- _PROBLEM REQUIREMENTS_: Write out the data below exactly, from its first line to the line containing "giving up after", that line included.

- _THE DATA_:
——————————
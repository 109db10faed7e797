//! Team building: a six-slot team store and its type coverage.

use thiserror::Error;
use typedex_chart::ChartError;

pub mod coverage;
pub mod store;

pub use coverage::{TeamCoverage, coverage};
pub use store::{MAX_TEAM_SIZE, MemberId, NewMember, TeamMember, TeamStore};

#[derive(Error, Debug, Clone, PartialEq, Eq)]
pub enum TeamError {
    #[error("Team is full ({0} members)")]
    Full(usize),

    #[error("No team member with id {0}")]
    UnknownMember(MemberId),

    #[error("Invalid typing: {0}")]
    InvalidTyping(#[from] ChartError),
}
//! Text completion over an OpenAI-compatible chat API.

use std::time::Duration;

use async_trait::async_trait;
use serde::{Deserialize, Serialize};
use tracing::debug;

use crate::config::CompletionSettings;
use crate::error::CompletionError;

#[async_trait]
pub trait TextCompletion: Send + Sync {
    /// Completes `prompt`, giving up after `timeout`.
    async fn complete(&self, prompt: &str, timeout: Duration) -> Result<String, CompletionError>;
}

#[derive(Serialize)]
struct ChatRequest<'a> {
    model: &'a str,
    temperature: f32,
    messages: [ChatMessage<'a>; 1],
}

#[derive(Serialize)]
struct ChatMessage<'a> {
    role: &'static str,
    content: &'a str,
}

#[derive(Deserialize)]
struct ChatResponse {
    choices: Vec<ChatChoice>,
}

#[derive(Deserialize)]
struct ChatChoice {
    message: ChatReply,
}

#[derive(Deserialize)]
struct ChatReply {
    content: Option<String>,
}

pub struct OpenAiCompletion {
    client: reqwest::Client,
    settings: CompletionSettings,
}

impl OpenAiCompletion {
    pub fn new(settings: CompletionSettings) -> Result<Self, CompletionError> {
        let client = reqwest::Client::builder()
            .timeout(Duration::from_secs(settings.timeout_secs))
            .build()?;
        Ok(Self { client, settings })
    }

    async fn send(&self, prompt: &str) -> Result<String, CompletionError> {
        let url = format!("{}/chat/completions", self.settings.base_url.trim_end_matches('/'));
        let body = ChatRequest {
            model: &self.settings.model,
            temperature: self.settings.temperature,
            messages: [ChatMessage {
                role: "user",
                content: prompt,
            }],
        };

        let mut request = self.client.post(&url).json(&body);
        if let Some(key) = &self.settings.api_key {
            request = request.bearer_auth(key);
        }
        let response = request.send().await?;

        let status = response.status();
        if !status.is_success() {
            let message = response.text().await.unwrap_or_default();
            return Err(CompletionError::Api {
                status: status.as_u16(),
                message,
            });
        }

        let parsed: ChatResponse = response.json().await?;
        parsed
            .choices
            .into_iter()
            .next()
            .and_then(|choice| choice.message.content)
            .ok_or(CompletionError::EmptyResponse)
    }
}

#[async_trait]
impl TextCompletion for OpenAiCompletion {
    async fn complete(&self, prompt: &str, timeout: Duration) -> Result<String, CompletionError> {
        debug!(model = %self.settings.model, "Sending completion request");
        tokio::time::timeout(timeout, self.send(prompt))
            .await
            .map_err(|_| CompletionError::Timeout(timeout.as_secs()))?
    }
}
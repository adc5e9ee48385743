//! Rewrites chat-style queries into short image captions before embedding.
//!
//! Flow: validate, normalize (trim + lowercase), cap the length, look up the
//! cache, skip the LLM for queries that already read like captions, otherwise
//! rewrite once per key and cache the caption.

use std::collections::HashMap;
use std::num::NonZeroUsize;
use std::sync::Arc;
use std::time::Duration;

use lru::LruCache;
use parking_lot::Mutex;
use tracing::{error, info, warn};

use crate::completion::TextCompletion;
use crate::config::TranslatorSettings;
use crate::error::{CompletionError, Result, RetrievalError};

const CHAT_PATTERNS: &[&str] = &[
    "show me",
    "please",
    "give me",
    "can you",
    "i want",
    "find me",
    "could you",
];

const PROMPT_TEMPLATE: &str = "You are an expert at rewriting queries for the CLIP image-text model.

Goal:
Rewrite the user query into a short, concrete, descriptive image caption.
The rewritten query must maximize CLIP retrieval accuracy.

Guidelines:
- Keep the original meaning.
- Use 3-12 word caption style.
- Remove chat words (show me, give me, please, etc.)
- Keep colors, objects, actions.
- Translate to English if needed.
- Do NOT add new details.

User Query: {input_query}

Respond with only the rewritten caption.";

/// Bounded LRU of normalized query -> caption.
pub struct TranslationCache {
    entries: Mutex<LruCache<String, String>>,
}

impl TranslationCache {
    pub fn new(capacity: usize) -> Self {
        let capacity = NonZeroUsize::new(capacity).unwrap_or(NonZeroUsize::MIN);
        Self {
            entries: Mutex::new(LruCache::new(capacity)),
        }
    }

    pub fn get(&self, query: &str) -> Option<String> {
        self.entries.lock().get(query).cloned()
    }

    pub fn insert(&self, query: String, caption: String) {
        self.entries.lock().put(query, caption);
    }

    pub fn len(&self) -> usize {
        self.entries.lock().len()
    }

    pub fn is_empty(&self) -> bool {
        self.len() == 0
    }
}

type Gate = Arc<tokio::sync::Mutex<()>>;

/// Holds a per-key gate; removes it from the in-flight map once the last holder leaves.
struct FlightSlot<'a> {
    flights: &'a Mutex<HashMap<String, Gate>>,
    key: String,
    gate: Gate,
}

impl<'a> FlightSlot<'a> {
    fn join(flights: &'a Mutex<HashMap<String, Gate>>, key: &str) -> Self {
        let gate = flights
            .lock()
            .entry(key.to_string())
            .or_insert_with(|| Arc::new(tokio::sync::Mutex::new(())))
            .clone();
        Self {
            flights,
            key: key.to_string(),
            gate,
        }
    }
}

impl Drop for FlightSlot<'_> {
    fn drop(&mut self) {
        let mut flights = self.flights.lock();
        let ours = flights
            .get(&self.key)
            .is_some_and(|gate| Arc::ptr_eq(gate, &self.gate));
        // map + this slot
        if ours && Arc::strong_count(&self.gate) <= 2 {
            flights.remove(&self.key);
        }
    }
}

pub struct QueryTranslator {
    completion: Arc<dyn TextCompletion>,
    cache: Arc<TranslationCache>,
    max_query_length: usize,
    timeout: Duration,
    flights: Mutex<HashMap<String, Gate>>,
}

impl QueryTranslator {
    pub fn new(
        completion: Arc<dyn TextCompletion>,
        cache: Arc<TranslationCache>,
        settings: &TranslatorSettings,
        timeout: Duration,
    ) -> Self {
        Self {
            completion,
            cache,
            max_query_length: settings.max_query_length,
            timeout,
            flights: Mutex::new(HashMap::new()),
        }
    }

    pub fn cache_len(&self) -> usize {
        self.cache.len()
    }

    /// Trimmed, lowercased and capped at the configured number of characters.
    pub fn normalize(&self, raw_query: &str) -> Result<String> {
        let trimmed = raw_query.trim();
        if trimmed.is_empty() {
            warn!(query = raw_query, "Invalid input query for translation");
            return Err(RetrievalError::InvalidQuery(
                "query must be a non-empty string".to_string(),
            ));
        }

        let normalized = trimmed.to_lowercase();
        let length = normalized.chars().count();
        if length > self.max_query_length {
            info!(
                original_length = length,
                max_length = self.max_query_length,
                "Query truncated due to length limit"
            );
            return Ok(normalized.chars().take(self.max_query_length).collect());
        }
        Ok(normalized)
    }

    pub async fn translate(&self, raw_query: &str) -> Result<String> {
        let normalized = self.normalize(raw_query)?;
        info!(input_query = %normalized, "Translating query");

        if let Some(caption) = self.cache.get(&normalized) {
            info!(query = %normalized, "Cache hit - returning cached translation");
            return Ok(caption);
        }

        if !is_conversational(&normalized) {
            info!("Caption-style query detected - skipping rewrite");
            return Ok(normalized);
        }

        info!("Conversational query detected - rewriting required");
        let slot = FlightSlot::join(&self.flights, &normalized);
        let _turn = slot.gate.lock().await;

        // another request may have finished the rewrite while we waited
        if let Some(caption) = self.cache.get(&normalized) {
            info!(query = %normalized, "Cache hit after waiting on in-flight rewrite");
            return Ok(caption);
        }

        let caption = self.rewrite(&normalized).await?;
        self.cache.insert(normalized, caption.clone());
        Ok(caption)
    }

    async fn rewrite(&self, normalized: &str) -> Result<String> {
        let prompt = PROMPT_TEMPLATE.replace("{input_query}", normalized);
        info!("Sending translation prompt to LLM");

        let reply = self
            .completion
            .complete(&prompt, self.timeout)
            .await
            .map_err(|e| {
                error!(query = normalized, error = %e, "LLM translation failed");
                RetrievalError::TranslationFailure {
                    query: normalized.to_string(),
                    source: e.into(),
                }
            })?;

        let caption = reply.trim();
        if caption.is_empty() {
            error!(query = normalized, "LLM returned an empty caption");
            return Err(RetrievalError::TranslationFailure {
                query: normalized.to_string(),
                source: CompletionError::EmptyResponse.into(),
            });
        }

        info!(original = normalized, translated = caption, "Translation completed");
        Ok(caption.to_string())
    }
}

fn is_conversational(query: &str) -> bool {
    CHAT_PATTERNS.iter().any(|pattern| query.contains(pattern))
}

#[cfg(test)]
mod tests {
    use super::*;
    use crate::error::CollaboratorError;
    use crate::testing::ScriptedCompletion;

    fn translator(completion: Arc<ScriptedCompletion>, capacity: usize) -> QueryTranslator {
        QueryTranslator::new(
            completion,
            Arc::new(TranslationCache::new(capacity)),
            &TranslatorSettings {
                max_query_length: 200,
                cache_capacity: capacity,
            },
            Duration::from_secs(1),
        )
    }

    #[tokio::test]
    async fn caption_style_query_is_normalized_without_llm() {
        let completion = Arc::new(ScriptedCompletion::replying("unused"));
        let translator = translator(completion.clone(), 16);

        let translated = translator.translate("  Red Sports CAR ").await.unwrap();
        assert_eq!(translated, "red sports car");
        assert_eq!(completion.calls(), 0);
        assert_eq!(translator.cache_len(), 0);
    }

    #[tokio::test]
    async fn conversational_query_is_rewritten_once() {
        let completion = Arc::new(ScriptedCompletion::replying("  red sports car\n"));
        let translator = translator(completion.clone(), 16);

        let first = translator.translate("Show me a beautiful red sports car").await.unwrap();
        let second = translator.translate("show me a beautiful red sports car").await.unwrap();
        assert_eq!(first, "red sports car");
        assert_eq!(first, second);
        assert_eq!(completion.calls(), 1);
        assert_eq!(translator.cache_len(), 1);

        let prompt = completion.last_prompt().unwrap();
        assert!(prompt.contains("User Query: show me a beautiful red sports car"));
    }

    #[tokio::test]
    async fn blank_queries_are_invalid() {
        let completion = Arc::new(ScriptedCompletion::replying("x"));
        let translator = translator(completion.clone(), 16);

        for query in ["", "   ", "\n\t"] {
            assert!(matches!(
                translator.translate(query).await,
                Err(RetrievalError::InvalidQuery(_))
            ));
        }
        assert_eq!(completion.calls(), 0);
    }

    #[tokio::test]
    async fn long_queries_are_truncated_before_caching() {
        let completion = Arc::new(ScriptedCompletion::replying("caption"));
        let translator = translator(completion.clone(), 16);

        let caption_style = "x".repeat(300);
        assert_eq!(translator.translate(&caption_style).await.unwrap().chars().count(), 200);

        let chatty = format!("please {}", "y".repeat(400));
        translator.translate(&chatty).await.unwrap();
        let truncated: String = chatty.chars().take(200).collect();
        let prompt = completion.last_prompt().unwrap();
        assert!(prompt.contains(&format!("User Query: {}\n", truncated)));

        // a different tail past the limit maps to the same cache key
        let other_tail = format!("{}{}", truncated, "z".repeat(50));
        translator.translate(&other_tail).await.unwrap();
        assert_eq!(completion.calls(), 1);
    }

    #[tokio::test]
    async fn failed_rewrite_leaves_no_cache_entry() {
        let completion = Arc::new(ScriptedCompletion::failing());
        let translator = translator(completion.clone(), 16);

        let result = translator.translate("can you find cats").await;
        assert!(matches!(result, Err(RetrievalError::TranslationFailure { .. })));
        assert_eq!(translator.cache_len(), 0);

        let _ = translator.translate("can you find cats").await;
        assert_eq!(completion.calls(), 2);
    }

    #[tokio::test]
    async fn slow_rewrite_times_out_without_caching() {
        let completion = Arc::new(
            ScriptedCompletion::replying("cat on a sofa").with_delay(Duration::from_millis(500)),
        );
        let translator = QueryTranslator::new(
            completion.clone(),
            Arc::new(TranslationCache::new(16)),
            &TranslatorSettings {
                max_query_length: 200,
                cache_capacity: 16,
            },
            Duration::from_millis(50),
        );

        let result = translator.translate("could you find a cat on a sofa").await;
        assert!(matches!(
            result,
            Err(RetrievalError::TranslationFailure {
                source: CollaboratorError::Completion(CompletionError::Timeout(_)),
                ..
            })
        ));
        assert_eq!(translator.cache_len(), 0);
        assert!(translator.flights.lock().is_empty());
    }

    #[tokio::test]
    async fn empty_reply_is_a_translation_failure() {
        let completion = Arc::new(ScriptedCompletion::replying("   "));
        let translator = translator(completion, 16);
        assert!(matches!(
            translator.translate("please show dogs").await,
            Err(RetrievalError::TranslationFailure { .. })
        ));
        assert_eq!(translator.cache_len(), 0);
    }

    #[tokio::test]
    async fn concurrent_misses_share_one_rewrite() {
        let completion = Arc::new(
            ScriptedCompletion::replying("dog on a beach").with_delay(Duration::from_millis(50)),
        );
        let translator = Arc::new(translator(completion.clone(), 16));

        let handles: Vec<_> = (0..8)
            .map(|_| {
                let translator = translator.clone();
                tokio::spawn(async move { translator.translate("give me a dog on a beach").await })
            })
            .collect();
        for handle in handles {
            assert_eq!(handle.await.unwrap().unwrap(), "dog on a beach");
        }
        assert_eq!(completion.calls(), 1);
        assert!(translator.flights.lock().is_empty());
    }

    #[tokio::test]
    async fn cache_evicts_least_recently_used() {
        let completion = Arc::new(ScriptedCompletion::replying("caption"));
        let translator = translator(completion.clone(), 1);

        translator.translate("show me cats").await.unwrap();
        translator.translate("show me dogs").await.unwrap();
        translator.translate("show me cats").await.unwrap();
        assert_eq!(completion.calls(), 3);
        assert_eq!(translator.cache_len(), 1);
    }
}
——————————
- _WRITTEN SOLUTION_:
repository 109db10faed7e797
//! Team building: a six-slot team store and its type coverage.

use thiserror::Error;
use typedex_chart::ChartError;

pub mod coverage;
pub mod store;

pub use coverage::{TeamCoverage, coverage};
pub use store::{MAX_TEAM_SIZE, MemberId, NewMember, TeamMember, TeamStore};

#[derive(Error, Debug, Clone, PartialEq, Eq)]
pub enum TeamError {
    #[error("Team is full ({0} members)")]
    Full(usize),

    #[error("No team member with id {0}")]
    UnknownMember(MemberId),

    #[error("Invalid typing: {0}")]
    InvalidTyping(#[from] ChartError),
}
//! Text completion over an OpenAI-compatible chat API.

use std::time::Duration;

use async_trait::async_trait;
use serde::{Deserialize, Serialize};
use tracing::debug;

use crate::config::CompletionSettings;
use crate::error::CompletionError;

#[async_trait]
pub trait TextCompletion: Send + Sync {
    /// Completes `prompt`, giving up after `timeout`.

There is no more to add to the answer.